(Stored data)
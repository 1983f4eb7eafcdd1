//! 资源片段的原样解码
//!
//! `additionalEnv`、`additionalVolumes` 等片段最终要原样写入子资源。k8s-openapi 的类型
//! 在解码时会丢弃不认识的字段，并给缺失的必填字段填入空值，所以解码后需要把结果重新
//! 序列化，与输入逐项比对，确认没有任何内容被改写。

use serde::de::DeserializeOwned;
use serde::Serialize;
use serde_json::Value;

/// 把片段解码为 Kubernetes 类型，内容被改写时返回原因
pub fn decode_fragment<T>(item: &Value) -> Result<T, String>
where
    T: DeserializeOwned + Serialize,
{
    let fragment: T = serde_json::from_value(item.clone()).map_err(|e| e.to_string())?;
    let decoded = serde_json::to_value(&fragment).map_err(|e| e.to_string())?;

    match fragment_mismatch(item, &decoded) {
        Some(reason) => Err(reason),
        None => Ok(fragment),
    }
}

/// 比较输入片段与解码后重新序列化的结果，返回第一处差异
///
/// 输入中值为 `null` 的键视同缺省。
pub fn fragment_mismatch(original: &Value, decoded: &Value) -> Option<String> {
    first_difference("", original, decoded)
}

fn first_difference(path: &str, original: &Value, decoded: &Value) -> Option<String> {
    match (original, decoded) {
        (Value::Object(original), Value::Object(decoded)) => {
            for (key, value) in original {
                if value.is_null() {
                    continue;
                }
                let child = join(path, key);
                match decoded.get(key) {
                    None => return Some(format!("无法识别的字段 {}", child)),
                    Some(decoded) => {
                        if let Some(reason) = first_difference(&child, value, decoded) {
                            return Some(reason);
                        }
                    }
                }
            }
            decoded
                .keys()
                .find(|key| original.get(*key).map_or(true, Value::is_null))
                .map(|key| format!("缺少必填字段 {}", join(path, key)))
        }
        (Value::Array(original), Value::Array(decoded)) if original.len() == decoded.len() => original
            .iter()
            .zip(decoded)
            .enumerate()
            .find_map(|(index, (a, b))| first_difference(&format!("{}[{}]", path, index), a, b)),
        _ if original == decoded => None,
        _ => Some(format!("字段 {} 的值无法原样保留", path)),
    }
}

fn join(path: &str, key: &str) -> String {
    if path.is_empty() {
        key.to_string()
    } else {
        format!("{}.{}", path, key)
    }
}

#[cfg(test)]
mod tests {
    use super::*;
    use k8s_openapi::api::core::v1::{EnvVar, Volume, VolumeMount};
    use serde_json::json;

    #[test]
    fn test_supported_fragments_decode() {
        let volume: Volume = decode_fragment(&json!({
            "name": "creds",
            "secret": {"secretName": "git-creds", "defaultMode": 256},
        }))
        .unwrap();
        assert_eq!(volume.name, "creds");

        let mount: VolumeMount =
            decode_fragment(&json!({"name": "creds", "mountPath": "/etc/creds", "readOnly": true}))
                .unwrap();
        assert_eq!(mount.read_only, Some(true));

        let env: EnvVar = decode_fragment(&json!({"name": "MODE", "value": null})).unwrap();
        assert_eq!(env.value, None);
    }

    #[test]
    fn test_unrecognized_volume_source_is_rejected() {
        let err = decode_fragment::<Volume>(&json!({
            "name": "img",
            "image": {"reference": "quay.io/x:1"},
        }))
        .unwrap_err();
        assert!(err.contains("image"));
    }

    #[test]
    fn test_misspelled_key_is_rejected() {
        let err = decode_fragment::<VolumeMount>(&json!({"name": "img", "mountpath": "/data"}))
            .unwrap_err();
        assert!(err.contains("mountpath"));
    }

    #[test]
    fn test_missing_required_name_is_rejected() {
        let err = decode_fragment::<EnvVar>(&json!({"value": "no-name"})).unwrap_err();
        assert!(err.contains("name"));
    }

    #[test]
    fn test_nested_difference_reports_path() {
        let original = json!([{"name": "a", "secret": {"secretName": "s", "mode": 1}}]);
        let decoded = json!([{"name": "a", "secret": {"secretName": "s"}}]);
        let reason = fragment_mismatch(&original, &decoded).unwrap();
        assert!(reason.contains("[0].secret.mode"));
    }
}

__WORK INSTRUCTIONS__
After the last line of the data, restate all the entries verbatim.

__TASK RESPONSE__
repository 1983f4eb7eafcdd1
//! 资源片段的原样解码
//!
//! `additionalEnv`、`additionalVolumes` 等片段最终要原样写入子资源。k8s-openapi 的类型
//! 在解码时会丢弃不认识的字段，并给缺失的必填字段填入空值，所以解码后需要把结果重新
//! 序列化，与输入逐项比对，确认没有任何内容被改写。

use serde::de::DeserializeOwned;
use serde::Serialize;
use serde_json::Value;

/// 把片段解码为 Kubernetes 类型，内容被改写时返回原因
pub fn decode_fragment<T>(item: &Value) -> Result<T, String>
where
    T: DeserializeOwned + Serialize,
{
    let fragment: T = serde_json::from_value(item.clone()).map_err(|e| e.to_string())?;
    let decoded = serde_json::to_value(&fragment).map_err(|e| e.to_string())?;

    match fragment_mismatch(item, &decoded) {
        Some(reason) => Err(reason),
        None => Ok(fragment),
    }
}

/// 比较输入片段与解码后重新序列化的结果，返回第一处差异
///
/// 输入中值为 `null` 的键视同缺省。
pub fn fragment_mismatch(original: &Value, decoded: &Value) -> Option<String> {
    first_difference("", original, decoded)
}

fn first_difference(path: &str, original: &Value, decoded: &Value) -> Option<String> {
    match (original, decoded) {
        (Value::Object(original), Value::Object(decoded)) => {
            for (key, value) in original {
                if value.is_null() {
                    continue;
                }
                let child = join(path, key);
                match decoded.get(key) {
                    None => return Some(format!("无法识别的字段 {}", child)),
                    Some(decoded) => {
                        if let Some(reason) = first_difference(&child, value, decoded) {
                            return Some(reason);
                        }
                    }
                }
            }
            decoded
                .keys()
                .find(|key| original.get(*key).map_or(true, Value::is_null))
                .map(|key| format!("缺少必填字段 {}", join(path, key)))
        }
        (Value::Array(original), Value::Array(decoded)) if original.len() == decoded.len() => original
            .iter()
            .zip(decoded)
            .enumerate()
            .find_map(|(index, (a, b))| first_difference(&format!("{}[{}]", path, index), a, b)),
        _ if original == decoded => None,
        _ => Some(format!("字段 {} 的值无法原样保留", path)),
    }
}

fn join(path: &str, key: &str) -> String {
    if path.is_empty() {
        key.to_string()
    } else {
        format!("{}.{}", path, key)
    }
}

#[cfg(test)]
mod tests {
    use super::*;
    use k8s_openapi::api::core::v1::{EnvVar, Volume, VolumeMount};
    use serde_json::json;

    #[test]
    fn test_supported_fragments_decode() {
        let volume: Volume = decode_fragment(&json!({
            "name": "creds",
            "secret": {"secretName": "git-creds", "defaultMode": 256},
        }))
        .unwrap();
        assert_eq!(volume.name, "creds");

        let mount: VolumeMount =
            decode_fragment(&json!({"name": "creds", "mountPath": "/etc/creds", "readOnly": true}))
                .unwrap();
        assert_eq!(mount.read_only, Some(true));

        let env: EnvVar = decode_fragment(&json!({"name": "MODE", "value": null})).unwrap();
        assert_eq!(env.value, None);
    }

    #[test]
    fn test_unrecognized_volume_source_is_rejected() {
        let err = decode_fragment::<Volume>(&json!({
            "name": "img",
            "image": {"reference": "quay.io/x:1"},
        }))
        .unwrap_err();
        assert!(err.contains("image"));
    }

    #[test]
    fn test_misspelled_key_is_rejected() {
        let err = decode_fragment::<VolumeMount>(&json!({"name": "img", "mountpath": "/data"}))
            .unwrap_err();
        assert!(err.contains("mountpath"));
    }

    #[test]
    fn test_missing_required_name_is_rejected() {
        let err = decode_fragment::<EnvVar>(&json!({"value": "no-name"})).unwrap_err();
        assert!(err.contains("name"));
    }

    #[test]
    fn test_nested_difference_reports_path() {
        let original = json!([{"name": "a", "secret": {"secretName": "s", "mode": 1}}]);
        let decoded = json!([{"name": "a", "secret": {"secretName": "s"}}]);
        let reason = fragment_mismatch(&original, &decoded).unwrap();
        assert!(reason.contains("[0].secret.mode"));
    }
}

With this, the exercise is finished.